■ **Assignment**:
Please filter the data below down to the lines holding the string "IntoResponse".

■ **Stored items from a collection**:
--------------------------------------------------

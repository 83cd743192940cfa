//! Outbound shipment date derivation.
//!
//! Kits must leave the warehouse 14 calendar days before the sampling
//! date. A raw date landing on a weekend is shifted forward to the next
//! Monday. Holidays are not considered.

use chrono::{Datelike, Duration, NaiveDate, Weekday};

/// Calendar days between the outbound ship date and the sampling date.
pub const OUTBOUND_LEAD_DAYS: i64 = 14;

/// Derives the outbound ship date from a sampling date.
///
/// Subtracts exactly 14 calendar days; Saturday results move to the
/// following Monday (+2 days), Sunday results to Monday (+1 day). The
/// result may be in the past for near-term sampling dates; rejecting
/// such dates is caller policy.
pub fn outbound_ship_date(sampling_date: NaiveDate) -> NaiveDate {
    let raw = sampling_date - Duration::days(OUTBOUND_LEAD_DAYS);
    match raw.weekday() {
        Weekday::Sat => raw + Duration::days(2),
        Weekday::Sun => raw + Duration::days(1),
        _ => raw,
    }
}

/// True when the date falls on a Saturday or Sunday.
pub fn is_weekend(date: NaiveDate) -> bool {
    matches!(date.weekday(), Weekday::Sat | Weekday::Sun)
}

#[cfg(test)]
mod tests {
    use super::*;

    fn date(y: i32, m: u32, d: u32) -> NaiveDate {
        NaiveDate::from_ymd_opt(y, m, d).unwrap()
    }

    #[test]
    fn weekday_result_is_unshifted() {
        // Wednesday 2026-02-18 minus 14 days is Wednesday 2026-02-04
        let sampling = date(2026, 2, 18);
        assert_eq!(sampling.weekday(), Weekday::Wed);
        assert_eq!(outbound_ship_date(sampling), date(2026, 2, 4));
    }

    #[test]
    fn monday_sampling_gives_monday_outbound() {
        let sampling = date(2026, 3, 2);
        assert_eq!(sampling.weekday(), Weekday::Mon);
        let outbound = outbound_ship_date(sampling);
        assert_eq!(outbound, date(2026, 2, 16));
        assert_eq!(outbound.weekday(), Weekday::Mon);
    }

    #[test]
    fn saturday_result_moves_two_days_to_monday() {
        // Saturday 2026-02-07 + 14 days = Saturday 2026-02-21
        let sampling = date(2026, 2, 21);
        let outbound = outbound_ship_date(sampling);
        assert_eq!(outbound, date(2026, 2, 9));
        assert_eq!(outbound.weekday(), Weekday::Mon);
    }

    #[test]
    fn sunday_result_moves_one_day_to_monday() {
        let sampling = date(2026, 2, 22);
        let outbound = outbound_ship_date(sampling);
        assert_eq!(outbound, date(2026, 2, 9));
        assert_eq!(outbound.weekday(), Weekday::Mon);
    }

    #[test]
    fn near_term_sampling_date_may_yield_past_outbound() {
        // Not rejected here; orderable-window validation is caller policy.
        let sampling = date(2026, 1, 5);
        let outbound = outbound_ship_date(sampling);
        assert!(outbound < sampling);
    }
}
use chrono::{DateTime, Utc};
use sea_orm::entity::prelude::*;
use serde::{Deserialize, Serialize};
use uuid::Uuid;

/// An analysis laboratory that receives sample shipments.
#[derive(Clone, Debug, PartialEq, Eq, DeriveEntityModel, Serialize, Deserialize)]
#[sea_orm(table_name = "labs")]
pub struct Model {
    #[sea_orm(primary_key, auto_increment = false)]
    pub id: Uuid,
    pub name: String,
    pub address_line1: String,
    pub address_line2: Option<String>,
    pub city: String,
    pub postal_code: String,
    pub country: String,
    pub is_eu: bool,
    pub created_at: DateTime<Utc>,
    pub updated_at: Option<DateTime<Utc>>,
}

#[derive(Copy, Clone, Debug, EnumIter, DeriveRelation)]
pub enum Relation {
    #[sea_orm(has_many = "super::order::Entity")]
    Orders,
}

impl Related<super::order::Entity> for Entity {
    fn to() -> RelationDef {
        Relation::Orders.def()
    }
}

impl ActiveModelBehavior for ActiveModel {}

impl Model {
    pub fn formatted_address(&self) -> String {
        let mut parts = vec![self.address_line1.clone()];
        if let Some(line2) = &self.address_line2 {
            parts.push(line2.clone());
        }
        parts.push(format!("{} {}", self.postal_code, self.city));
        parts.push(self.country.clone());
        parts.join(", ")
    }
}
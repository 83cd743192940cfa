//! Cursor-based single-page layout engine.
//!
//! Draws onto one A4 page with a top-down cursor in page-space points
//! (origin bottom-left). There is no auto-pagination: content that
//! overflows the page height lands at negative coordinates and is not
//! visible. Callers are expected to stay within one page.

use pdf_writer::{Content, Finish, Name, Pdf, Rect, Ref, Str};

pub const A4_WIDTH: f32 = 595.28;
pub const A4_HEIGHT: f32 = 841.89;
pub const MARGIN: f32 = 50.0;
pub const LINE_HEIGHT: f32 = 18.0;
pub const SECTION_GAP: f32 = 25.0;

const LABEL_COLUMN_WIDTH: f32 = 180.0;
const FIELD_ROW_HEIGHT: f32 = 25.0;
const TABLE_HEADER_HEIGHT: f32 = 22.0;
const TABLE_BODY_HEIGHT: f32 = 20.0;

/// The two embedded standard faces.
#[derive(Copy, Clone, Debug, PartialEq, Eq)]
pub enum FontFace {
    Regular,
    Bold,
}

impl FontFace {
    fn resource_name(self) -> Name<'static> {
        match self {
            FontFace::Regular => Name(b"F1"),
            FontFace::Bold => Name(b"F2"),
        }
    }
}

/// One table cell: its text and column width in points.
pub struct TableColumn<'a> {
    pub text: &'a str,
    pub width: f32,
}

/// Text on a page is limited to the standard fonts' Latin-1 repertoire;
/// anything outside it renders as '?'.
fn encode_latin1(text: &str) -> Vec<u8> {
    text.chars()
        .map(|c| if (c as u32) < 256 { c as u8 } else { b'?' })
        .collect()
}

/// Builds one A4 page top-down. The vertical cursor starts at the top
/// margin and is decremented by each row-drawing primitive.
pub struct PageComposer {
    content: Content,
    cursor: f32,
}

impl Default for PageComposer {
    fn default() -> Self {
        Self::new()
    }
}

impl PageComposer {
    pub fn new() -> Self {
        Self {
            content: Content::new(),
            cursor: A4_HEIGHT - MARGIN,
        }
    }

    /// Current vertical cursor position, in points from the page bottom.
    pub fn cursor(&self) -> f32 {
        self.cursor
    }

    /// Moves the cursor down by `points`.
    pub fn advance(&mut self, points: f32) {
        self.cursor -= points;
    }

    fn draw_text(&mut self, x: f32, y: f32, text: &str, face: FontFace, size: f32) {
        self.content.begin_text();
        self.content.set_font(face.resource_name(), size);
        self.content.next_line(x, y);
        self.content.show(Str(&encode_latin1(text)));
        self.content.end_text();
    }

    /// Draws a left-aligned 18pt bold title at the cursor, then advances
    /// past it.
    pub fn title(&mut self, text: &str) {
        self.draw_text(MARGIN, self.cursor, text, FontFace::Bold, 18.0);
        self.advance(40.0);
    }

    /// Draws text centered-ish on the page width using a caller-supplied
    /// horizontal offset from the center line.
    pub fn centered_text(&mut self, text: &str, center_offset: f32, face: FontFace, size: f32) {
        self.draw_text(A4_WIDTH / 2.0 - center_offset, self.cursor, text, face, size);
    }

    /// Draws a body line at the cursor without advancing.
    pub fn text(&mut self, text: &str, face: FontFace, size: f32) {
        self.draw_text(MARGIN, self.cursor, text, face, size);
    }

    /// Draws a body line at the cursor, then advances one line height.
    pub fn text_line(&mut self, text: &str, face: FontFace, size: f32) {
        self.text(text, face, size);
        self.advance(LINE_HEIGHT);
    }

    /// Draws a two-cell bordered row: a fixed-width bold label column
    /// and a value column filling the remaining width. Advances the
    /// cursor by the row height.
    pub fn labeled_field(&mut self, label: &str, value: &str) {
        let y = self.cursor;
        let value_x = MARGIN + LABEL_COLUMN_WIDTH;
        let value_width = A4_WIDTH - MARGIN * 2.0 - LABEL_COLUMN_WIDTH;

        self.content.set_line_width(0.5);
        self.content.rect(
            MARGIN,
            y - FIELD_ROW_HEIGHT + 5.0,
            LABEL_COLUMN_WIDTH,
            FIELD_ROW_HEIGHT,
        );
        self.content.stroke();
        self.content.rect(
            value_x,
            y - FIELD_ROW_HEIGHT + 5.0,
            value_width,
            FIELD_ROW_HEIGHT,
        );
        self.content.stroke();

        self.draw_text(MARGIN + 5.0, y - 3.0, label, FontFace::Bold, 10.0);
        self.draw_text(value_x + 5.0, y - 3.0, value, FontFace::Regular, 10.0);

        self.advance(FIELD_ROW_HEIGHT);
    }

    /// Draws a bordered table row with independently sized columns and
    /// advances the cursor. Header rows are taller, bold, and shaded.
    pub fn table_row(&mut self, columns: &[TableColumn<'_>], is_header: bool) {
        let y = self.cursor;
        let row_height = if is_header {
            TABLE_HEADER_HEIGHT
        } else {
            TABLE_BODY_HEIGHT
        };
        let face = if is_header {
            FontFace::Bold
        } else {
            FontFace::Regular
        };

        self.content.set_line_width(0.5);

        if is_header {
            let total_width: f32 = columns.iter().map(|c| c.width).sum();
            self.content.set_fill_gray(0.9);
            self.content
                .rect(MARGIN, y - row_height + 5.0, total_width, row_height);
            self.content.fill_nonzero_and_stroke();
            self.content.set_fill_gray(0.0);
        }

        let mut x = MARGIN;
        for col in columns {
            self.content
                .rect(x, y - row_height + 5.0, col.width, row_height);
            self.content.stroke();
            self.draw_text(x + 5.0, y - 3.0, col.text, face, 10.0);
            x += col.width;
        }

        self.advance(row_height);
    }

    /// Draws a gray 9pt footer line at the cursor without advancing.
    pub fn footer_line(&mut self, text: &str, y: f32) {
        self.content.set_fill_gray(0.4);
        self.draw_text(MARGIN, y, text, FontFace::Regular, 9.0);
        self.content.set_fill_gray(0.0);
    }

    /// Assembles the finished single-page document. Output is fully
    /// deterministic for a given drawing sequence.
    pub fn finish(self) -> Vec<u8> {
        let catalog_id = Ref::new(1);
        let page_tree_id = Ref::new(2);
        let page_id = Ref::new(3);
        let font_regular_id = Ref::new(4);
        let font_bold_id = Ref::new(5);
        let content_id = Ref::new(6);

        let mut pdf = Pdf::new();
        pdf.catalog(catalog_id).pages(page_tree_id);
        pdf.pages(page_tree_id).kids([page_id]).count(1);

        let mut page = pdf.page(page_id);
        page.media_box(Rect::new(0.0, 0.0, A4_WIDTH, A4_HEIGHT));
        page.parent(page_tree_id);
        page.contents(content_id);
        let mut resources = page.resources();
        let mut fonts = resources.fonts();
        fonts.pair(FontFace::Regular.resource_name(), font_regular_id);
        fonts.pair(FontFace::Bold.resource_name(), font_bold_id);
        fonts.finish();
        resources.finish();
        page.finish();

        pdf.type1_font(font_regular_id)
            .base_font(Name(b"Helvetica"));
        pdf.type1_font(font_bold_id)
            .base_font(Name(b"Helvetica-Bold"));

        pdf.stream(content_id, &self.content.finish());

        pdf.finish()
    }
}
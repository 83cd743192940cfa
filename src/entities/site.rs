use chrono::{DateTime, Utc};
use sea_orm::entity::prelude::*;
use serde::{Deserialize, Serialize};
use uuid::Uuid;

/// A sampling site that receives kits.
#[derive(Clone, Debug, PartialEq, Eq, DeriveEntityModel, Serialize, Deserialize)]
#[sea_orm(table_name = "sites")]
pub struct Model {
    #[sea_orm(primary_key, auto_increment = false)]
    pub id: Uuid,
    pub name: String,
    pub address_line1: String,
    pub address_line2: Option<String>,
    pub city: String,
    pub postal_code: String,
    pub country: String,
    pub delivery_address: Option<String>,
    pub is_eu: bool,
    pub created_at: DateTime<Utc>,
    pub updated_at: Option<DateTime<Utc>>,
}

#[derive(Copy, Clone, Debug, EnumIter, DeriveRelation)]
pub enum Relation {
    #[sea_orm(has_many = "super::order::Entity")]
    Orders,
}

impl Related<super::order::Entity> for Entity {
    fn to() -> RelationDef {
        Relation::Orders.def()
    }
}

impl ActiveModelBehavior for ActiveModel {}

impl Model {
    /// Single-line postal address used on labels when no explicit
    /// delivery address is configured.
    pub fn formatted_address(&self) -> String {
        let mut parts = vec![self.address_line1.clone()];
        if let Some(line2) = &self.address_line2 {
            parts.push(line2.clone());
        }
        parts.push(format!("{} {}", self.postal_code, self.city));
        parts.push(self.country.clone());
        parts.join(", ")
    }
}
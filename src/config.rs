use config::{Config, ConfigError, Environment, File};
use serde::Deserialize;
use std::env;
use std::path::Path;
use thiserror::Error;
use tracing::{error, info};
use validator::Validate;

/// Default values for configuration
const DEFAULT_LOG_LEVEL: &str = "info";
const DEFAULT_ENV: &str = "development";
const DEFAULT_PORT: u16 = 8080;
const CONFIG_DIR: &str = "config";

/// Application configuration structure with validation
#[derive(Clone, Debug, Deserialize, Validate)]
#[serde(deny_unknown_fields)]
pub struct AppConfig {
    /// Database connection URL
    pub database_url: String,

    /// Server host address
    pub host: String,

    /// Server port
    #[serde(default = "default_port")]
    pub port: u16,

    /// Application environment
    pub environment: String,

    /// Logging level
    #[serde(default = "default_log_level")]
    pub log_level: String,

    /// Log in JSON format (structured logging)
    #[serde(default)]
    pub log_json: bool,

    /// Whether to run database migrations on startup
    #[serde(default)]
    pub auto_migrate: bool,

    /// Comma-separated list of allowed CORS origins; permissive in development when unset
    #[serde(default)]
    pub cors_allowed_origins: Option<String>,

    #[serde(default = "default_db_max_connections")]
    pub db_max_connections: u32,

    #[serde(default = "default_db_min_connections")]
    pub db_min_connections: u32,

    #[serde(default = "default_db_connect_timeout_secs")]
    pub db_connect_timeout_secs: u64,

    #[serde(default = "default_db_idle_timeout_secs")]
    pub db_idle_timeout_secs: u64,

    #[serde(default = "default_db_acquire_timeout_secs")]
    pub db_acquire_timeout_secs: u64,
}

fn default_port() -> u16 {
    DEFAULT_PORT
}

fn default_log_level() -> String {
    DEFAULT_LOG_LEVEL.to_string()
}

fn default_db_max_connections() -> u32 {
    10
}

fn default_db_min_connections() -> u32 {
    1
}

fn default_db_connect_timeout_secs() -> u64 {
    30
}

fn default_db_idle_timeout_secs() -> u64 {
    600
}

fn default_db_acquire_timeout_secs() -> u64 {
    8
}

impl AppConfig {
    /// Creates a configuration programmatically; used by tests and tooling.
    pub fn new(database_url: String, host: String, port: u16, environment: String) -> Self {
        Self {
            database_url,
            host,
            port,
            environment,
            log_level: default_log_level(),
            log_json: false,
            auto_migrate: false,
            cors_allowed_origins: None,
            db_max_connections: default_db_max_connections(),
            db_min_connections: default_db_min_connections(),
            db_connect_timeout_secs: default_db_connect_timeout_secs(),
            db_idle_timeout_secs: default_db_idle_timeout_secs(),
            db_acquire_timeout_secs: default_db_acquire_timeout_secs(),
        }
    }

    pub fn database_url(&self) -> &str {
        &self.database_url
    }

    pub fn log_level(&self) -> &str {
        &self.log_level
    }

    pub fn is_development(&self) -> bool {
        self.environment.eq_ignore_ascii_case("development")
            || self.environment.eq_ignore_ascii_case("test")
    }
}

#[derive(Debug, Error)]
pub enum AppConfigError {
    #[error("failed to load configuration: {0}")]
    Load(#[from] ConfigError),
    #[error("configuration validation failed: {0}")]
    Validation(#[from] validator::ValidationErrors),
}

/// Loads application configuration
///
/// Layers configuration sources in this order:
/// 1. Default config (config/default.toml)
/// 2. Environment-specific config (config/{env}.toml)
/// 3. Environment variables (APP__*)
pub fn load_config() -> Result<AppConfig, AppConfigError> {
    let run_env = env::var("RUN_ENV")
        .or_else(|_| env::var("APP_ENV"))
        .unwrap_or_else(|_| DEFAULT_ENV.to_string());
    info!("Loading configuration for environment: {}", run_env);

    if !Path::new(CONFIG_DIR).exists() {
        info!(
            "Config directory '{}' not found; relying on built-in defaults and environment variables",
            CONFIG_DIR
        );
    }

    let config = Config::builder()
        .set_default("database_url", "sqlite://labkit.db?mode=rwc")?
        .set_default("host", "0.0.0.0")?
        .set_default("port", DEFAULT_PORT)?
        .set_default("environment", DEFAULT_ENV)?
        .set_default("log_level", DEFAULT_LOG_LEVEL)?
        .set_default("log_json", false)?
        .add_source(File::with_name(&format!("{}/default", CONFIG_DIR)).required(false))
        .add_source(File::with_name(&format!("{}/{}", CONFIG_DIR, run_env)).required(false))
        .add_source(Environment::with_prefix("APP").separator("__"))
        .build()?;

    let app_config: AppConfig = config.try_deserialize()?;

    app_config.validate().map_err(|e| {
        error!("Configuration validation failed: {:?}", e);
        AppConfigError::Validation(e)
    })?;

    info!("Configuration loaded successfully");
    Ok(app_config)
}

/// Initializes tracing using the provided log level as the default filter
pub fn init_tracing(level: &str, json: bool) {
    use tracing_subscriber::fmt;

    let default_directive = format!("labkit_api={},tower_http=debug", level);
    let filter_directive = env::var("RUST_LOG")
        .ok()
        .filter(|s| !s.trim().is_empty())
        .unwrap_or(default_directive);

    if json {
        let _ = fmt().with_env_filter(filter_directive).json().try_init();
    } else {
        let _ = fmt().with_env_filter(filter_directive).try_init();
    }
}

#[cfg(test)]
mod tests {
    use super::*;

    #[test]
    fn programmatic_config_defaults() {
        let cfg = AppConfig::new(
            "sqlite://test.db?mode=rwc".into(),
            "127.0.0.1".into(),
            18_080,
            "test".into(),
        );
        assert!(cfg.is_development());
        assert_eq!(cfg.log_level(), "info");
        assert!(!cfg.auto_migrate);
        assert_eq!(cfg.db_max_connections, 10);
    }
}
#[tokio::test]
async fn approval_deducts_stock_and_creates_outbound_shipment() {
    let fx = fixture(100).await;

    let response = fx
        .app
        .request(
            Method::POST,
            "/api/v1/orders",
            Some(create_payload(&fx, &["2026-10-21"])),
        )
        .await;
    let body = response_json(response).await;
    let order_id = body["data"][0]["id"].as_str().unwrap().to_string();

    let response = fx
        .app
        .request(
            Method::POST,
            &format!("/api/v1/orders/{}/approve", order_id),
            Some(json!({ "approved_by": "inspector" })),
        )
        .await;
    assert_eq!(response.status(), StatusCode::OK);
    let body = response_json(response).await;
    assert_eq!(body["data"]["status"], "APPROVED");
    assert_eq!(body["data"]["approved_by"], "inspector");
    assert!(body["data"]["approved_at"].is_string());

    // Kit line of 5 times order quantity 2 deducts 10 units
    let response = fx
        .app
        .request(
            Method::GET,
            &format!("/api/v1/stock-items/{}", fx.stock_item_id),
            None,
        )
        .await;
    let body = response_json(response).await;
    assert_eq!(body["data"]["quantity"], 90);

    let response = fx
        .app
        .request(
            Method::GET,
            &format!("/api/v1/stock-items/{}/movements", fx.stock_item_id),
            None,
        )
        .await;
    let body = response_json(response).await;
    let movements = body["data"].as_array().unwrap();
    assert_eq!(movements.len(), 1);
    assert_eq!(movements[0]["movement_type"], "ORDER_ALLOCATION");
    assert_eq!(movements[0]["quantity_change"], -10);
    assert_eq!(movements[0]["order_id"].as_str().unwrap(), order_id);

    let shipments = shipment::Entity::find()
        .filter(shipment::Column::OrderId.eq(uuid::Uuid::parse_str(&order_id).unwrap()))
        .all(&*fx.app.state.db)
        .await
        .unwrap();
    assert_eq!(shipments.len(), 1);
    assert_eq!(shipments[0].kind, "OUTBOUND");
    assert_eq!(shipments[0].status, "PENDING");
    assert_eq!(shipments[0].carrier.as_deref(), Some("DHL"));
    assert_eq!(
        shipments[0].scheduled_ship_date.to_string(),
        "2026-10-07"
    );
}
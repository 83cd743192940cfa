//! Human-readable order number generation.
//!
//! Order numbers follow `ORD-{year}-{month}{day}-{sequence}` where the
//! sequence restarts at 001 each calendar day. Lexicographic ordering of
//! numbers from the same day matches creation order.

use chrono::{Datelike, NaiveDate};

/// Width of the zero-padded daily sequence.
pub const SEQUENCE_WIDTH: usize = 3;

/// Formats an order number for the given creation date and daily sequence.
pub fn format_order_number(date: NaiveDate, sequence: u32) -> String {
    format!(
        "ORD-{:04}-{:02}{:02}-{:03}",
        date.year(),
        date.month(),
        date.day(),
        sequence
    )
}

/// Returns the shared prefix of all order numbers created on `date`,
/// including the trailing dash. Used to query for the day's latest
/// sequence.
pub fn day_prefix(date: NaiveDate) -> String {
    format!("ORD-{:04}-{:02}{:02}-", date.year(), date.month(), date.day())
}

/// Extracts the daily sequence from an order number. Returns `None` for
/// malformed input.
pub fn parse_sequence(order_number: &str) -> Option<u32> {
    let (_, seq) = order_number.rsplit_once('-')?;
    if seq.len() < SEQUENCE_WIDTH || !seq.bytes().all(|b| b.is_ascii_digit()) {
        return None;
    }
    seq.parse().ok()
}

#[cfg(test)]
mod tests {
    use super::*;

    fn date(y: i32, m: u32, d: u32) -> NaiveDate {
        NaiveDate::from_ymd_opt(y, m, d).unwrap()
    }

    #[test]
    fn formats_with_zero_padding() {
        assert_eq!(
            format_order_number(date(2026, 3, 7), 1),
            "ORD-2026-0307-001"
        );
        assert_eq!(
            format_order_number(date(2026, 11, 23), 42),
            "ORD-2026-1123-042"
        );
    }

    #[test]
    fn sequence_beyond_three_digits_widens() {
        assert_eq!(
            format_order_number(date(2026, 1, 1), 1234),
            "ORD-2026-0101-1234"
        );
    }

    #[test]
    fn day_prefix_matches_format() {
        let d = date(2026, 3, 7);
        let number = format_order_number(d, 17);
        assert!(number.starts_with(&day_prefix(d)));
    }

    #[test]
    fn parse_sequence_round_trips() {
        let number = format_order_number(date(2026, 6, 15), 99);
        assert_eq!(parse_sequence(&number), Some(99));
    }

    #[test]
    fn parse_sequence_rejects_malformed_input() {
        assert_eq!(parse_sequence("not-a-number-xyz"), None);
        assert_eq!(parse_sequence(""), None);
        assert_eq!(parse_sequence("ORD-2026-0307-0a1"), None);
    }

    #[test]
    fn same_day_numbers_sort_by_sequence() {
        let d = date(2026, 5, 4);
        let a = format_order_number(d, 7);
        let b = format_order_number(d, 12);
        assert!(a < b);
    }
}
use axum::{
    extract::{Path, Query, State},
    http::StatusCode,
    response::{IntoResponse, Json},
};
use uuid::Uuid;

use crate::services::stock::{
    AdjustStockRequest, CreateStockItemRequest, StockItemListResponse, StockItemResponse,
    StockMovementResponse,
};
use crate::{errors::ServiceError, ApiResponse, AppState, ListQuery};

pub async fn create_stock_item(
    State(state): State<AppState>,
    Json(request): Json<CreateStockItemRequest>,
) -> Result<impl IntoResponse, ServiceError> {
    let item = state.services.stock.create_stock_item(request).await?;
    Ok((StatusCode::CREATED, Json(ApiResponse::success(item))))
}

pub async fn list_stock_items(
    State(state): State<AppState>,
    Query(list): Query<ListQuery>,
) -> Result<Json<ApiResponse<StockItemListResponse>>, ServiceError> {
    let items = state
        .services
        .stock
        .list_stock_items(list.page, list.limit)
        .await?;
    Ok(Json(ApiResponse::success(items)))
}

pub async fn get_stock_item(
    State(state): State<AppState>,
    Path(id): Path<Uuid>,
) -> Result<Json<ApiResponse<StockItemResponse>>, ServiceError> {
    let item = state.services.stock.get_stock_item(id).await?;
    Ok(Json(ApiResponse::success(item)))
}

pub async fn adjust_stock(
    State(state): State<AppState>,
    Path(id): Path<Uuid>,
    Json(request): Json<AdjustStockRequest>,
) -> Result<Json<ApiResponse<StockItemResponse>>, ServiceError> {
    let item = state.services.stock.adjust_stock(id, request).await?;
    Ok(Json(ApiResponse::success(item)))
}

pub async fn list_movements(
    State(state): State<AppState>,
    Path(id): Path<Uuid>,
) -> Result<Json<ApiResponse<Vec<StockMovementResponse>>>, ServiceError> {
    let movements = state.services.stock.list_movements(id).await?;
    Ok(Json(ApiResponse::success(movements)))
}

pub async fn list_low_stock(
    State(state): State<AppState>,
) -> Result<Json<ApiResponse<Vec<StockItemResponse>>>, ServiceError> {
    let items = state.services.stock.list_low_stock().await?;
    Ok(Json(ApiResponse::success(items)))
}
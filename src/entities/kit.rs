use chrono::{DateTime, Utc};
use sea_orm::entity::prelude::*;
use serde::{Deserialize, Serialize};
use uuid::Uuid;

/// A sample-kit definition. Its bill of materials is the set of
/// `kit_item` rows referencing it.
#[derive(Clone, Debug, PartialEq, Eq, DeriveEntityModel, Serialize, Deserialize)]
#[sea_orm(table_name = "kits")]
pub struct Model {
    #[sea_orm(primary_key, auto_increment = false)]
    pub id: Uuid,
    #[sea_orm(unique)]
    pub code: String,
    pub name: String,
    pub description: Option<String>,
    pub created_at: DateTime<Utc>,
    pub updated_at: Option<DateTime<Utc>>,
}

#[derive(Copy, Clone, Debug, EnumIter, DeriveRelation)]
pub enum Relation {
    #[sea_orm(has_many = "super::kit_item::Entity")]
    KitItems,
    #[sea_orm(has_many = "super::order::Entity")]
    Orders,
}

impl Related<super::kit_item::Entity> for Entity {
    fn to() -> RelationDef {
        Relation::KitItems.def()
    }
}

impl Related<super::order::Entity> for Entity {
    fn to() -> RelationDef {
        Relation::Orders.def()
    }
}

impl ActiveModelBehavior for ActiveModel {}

--------------------------------------------------

■ **Solution for this task**:
    response::{IntoResponse, Json},
) -> Result<impl IntoResponse, ServiceError> {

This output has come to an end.